What the exercise asks>
Write out exactly the lines of the material below, beginning at the top and ending at the line that contains "slot.bottom = Some(edges.bottom);".

Task inputs>
fn assign<T>(slot: &mut Field<T>, value: Option<StyleValue<T>>) -> bool {
    match value {
        Some(value) => {
            *slot = Some(value);
            true
        }
        None => false,
    }
}

fn assign_edges<T>(slot: &mut Edges<Field<T>>, value: Option<Edges<StyleValue<T>>>) -> bool {
    let Some(edges) = value else {
        return false;
    };
    slot.top = Some(edges.top);
    slot.right = Some(edges.right);
    slot.bottom = Some(edges.bottom);
    slot.left = Some(edges.left);
    true
}

fn assign_corners<T>(slot: &mut Corners<Field<T>>, value: Option<Corners<StyleValue<T>>>) -> bool {
    let Some(corners) = value else {
        return false;
    };
    slot.top_left = Some(corners.top_left);
    slot.top_right = Some(corners.top_right);
    slot.bottom_right = Some(corners.bottom_right);
    slot.bottom_left = Some(corners.bottom_left);
    true
}
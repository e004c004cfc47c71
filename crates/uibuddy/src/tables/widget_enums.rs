keyword_table! {
    pub enum PickingMode {
        Position => "Position",
        Ignore => "Ignore",
    }
}

keyword_table! {
    pub enum UsageHints {
        None => "None",
        DynamicTransform => "DynamicTransform",
        GroupTransform => "GroupTransform",
        MaskContainer => "MaskContainer",
        DynamicColor => "DynamicColor",
    }
}

keyword_table! {
    pub enum ScrollViewMode {
        Vertical => "Vertical",
        Horizontal => "Horizontal",
        VerticalAndHorizontal => "VerticalAndHorizontal",
    }
}

keyword_table! {
    pub enum ScrollerVisibility {
        Auto => "Auto",
        AlwaysVisible => "AlwaysVisible",
        Hidden => "Hidden",
    }
}

keyword_table! {
    pub enum NestedInteractionKind {
        Default => "Default",
        StopScrolling => "StopScrolling",
        ForwardScrolling => "ForwardScrolling",
    }
}

keyword_table! {
    pub enum TouchScrollBehavior {
        Unrestricted => "Unrestricted",
        Elastic => "Elastic",
        Clamped => "Clamped",
    }
}

keyword_table! {
    pub enum SelectionType {
        None => "None",
        Single => "Single",
        Multiple => "Multiple",
    }
}

keyword_table! {
    pub enum AlternatingRowBackground {
        None => "None",
        ContentOnly => "ContentOnly",
        All => "All",
    }
}

keyword_table! {
    pub enum CollectionVirtualizationMethod {
        FixedHeight => "FixedHeight",
        DynamicHeight => "DynamicHeight",
    }
}

keyword_table! {
    pub enum ListViewReorderMode {
        Simple => "Simple",
        Animated => "Animated",
    }
}

keyword_table! {
    pub enum SliderDirection {
        Horizontal => "Horizontal",
        Vertical => "Vertical",
    }
}

keyword_table! {
    pub enum TouchScreenKeyboardType {
        Default => "Default",
        AsciiCapable => "ASCIICapable",
        NumbersAndPunctuation => "NumbersAndPunctuation",
        Url => "URL",
        NumberPad => "NumberPad",
        PhonePad => "PhonePad",
        NamePhonePad => "NamePhonePad",
        EmailAddress => "EmailAddress",
        Social => "Social",
        Search => "Search",
        DecimalPad => "DecimalPad",
        OneTimeCode => "OneTimeCode",
    }
}
//! Widget tree: the closed variant set and the node that owns style and children.

mod props;

use serde::Serialize;

use crate::style::StyleState;
use crate::tables::{PickingMode, UsageHints, keyword_table};

pub use props::{
    Bounds, BoundsInt, ChoiceProps, CollectionProps, CompositeProps, EnumFieldProps, FieldProps,
    FoldoutProps, GroupBoxProps, Hash128, InputProps, ListViewProps, MinMaxSliderProps,
    ProgressBarProps, RadioButtonProps, Rect, RectInt, ScrollViewProps, ScrollerProps,
    SliderProps, TextElementProps, TextFieldProps, ToggleProps, TreeViewProps, Vector2,
    Vector2Int, Vector3, Vector3Int, Vector4,
};

keyword_table! {
    /// Element local names.
    pub enum WidgetType {
        VisualElement => "VisualElement",
        ScrollView => "ScrollView",
        ListView => "ListView",
        TreeView => "TreeView",
        GroupBox => "GroupBox",
        Label => "Label",
        Button => "Button",
        Toggle => "Toggle",
        Scroller => "Scroller",
        TextField => "TextField",
        Foldout => "Foldout",
        Slider => "Slider",
        SliderInt => "SliderInt",
        MinMaxSlider => "MinMaxSlider",
        ProgressBar => "ProgressBar",
        DropdownField => "DropdownField",
        EnumField => "EnumField",
        RadioButton => "RadioButton",
        RadioButtonGroup => "RadioButtonGroup",
        IntegerField => "IntegerField",
        FloatField => "FloatField",
        LongField => "LongField",
        DoubleField => "DoubleField",
        Hash128Field => "Hash128Field",
        Vector2Field => "Vector2Field",
        Vector3Field => "Vector3Field",
        Vector4Field => "Vector4Field",
        RectField => "RectField",
        BoundsField => "BoundsField",
        UnsignedIntegerField => "UnsignedIntegerField",
        UnsignedLongField => "UnsignedLongField",
        Vector2IntField => "Vector2IntField",
        Vector3IntField => "Vector3IntField",
        RectIntField => "RectIntField",
        BoundsIntField => "BoundsIntField",
    }
}
use serde::Serialize;

use super::{Length, parse_length, parse_plain_lengths, require_text, tokens};
use crate::error::{Grammar, ParseError, ParseResult};
use crate::tables::{Repeat, keyword_table};

keyword_table! {
    /// Anchor keyword of one background-position component. `middle` parses as `Center`.
    pub enum BackgroundPositionKeyword {
        Left => "left",
        Center => "center",
        Right => "right",
        Top => "top",
        Bottom => "bottom",
    }
}

impl BackgroundPositionKeyword {
    fn parse(token: &str) -> Option<Self> {
        match token {
            "middle" => Some(Self::Center),
            other => Self::lookup(other),
        }
    }

    fn fixed_axis(self) -> Option<Axis> {
        match self {
            Self::Left | Self::Right => Some(Axis::X),
            Self::Top | Self::Bottom => Some(Axis::Y),
            Self::Center => None,
        }
    }
}

#[derive(Debug, Clone, Copy, PartialEq, Eq, Hash, Serialize)]
#[serde(rename_all = "snake_case")]
pub enum Axis {
    X,
    Y,
    All,
}

/// Stored value of `background-position-x` / `-y`.
#[derive(Debug, Clone, Copy, PartialEq, Serialize)]
pub struct BackgroundPosition {
    pub keyword: BackgroundPositionKeyword,
    pub offset: Length,
}

#[derive(Debug, Clone, Copy, PartialEq, Serialize)]
pub struct PositionComponent {
    pub keyword: BackgroundPositionKeyword,
    pub offset: Option<Length>,
    pub axis: Axis,
}

impl PositionComponent {
    pub fn position(&self) -> BackgroundPosition {
        BackgroundPosition {
            keyword: self.keyword,
            offset: self.offset.unwrap_or(Length::Pixels(0.0)),
        }
    }

    fn applies_to(&self, axis: Axis) -> bool {
        self.axis == axis || self.axis == Axis::All
    }
}

#[derive(Debug, Clone, Copy, PartialEq, Eq, Serialize)]
pub struct BackgroundRepeat {
    pub x: Repeat,
    pub y: Repeat,
}

#[derive(Debug, Clone, Copy, PartialEq, Serialize)]
pub struct BackgroundSize {
    pub x: Length,
    pub y: Length,
}

/// Parses one or two `keyword [offset]` components.
pub fn parse_background_position(text: &str) -> ParseResult<Vec<PositionComponent>> {
    let text = require_text(text, Grammar::BackgroundPosition)?;
    let lowered = text.to_ascii_lowercase();
    let parts = tokens(&lowered);
    let invalid = || ParseError::invalid(Grammar::BackgroundPosition, text);

    let mut anchors = Vec::new();
    let mut index = 0;
    while index < parts.len() {
        let keyword = BackgroundPositionKeyword::parse(parts[index]).ok_or_else(invalid)?;
        index += 1;
        let offset = match parts.get(index).map(|token| parse_length(token)) {
            Some(Ok(length)) if length != Length::Auto => {
                index += 1;
                Some(length)
            }
            _ => None,
        };
        anchors.push((keyword, offset));
    }

    if anchors.len() > 2 {
        return Err(ParseError::TooManyValues {
            grammar: Grammar::BackgroundPosition,
            max: 2,
            found: anchors.len(),
        });
    }

    let components = anchors
        .iter()
        .enumerate()
        .map(|(position, &(keyword, offset))| {
            let axis = keyword.fixed_axis().unwrap_or_else(|| {
                anchors
                    .iter()
                    .enumerate()
                    .filter(|(other, _)| *other != position)
                    .find_map(|(_, (other, _))| other.fixed_axis())
                    .map(|axis| match axis {
                        Axis::X => Axis::Y,
                        _ => Axis::X,
                    })
                    .unwrap_or(Axis::All)
            });
            PositionComponent {
                keyword,
                offset,
                axis,
            }
        })
        .collect();
    Ok(components)
}

/// `background-position-x` / `-y`: exactly one component compatible with `axis`.
pub fn parse_background_position_axis(text: &str, axis: Axis) -> ParseResult<BackgroundPosition> {
    match parse_background_position(text)?.as_slice() {
        [component] if component.applies_to(axis) => Ok(component.position()),
        _ => Err(ParseError::invalid(Grammar::BackgroundPosition, text.trim())),
    }
}

/// Shorthand resolution onto the two axes. A lone `All` component writes both;
/// otherwise `All` takes whichever axis is still free.
pub fn resolve_position_axes(
    text: &str,
    components: &[PositionComponent],
) -> ParseResult<(Option<BackgroundPosition>, Option<BackgroundPosition>)> {
    let invalid = || ParseError::invalid(Grammar::BackgroundPosition, text.trim());
    if let [single] = components {
        if single.axis == Axis::All {
            return Ok((Some(single.position()), Some(single.position())));
        }
    }

    let mut x = None;
    let mut y = None;
    for component in components.iter().filter(|component| component.axis != Axis::All) {
        let slot = if component.axis == Axis::X { &mut x } else { &mut y };
        if slot.replace(component.position()).is_some() {
            return Err(invalid());
        }
    }
    for component in components.iter().filter(|component| component.axis == Axis::All) {
        let slot = if x.is_none() { &mut x } else { &mut y };
        if slot.replace(component.position()).is_some() {
            return Err(invalid());
        }
    }
    Ok((x, y))
}

pub fn parse_background_repeat(text: &str) -> ParseResult<BackgroundRepeat> {
    let text = require_text(text, Grammar::BackgroundRepeat)?;
    let lowered = text.to_ascii_lowercase();
    let invalid = || ParseError::invalid(Grammar::BackgroundRepeat, text);
    let (x, y) = match tokens(&lowered).as_slice() {
        ["repeat-x"] => (Repeat::Repeat, Repeat::NoRepeat),
        ["repeat-y"] => (Repeat::NoRepeat, Repeat::Repeat),
        [both] => {
            let both = Repeat::lookup(both).ok_or_else(invalid)?;
            (both, both)
        }
        [x, y] => (
            Repeat::lookup(x).ok_or_else(invalid)?,
            Repeat::lookup(y).ok_or_else(invalid)?,
        ),
        _ => return Err(invalid()),
    };
    Ok(BackgroundRepeat { x, y })
}

pub fn parse_background_size(text: &str) -> ParseResult<BackgroundSize> {
    let text = require_text(text, Grammar::BackgroundSize)?;
    let lengths =
        parse_plain_lengths(text).map_err(|_| ParseError::invalid(Grammar::BackgroundSize, text))?;
    match lengths.as_slice() {
        [both] => Ok(BackgroundSize { x: *both, y: *both }),
        [x, y] => Ok(BackgroundSize { x: *x, y: *y }),
        _ => Err(ParseError::TooManyValues {
            grammar: Grammar::BackgroundSize,
            max: 2,
            found: lengths.len(),
        }),
    }
}

#[cfg(test)]
mod tests {
    use super::*;

    #[test]
    fn keyword_with_offset() {
        let components = parse_background_position("left 50%").unwrap();
        assert_eq!(
            components,
            vec![PositionComponent {
                keyword: BackgroundPositionKeyword::Left,
                offset: Some(Length::Percent(50.0)),
                axis: Axis::X,
            }]
        );
    }

    #[test]
    fn lone_center_applies_to_both_axes() {
        let components = parse_background_position("center").unwrap();
        assert_eq!(components.len(), 1);
        assert_eq!(components[0].axis, Axis::All);
        assert_eq!(components[0].offset, None);

        let (x, y) = resolve_position_axes("center", &components).unwrap();
        assert_eq!(x, y);
        assert!(x.is_some());
    }

    #[test]
    fn center_takes_the_opposite_axis() {
        let components = parse_background_position("center top 10px").unwrap();
        assert_eq!(components[0].axis, Axis::X);
        assert_eq!(components[1].axis, Axis::Y);
        assert_eq!(components[1].offset, Some(Length::Pixels(10.0)));

        let components = parse_background_position("Middle RIGHT").unwrap();
        assert_eq!(components[0].keyword, BackgroundPositionKeyword::Center);
        assert_eq!(components[0].axis, Axis::Y);
    }

    #[test]
    fn malformed_positions_fail() {
        assert!(parse_background_position("50% left").is_err());
        assert!(parse_background_position("left top right").is_err());
        assert!(parse_background_position("left 10px 20px").is_err());
        assert!(parse_background_position("").is_err());
    }

    #[test]
    fn shorthand_rejects_duplicate_axes() {
        let components = parse_background_position("left right").unwrap();
        assert!(resolve_position_axes("left right", &components).is_err());

        let components = parse_background_position("bottom 5px left").unwrap();
        let (x, y) = resolve_position_axes("bottom 5px left", &components).unwrap();
        assert_eq!(x.unwrap().keyword, BackgroundPositionKeyword::Left);
        assert_eq!(y.unwrap().offset, Length::Pixels(5.0));
    }

    #[test]
    fn axis_longhands_require_a_compatible_component() {
        let position = parse_background_position_axis("right 4px", Axis::X).unwrap();
        assert_eq!(position.keyword, BackgroundPositionKeyword::Right);
        assert_eq!(position.offset, Length::Pixels(4.0));
        assert!(parse_background_position_axis("top", Axis::X).is_err());
        assert!(parse_background_position_axis("center", Axis::Y).is_ok());
        assert!(parse_background_position_axis("left top", Axis::X).is_err());
    }

    #[test]
    fn repeat_forms() {
        assert_eq!(
            parse_background_repeat("repeat-x").unwrap(),
            BackgroundRepeat {
                x: Repeat::Repeat,
                y: Repeat::NoRepeat
            }
        );
        assert_eq!(
            parse_background_repeat("no-repeat repeat").unwrap(),
            BackgroundRepeat {
                x: Repeat::NoRepeat,
                y: Repeat::Repeat
            }
        );
        assert!(parse_background_repeat("repeat-x repeat").is_err());
        assert!(parse_background_repeat("space").is_err());
    }

    #[test]
    fn size_forms() {
        assert_eq!(
            parse_background_size("10px").unwrap(),
            BackgroundSize {
                x: Length::Pixels(10.0),
                y: Length::Pixels(10.0)
            }
        );
        assert_eq!(parse_background_size("50% auto").unwrap().y, Length::Auto);
        assert!(parse_background_size("1px 2px 3px").is_err());
        assert!(parse_background_size("cover").is_err());
    }
}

Response>
fn assign<T>(slot: &mut Field<T>, value: Option<StyleValue<T>>) -> bool {
    match value {
        Some(value) => {
            *slot = Some(value);
            true
        }
        None => false,
    }
}

fn assign_edges<T>(slot: &mut Edges<Field<T>>, value: Option<Edges<StyleValue<T>>>) -> bool {
    let Some(edges) = value else {
        return false;
    };
    slot.top = Some(edges.top);
    slot.right = Some(edges.right);
    slot.bottom = Some(edges.bottom);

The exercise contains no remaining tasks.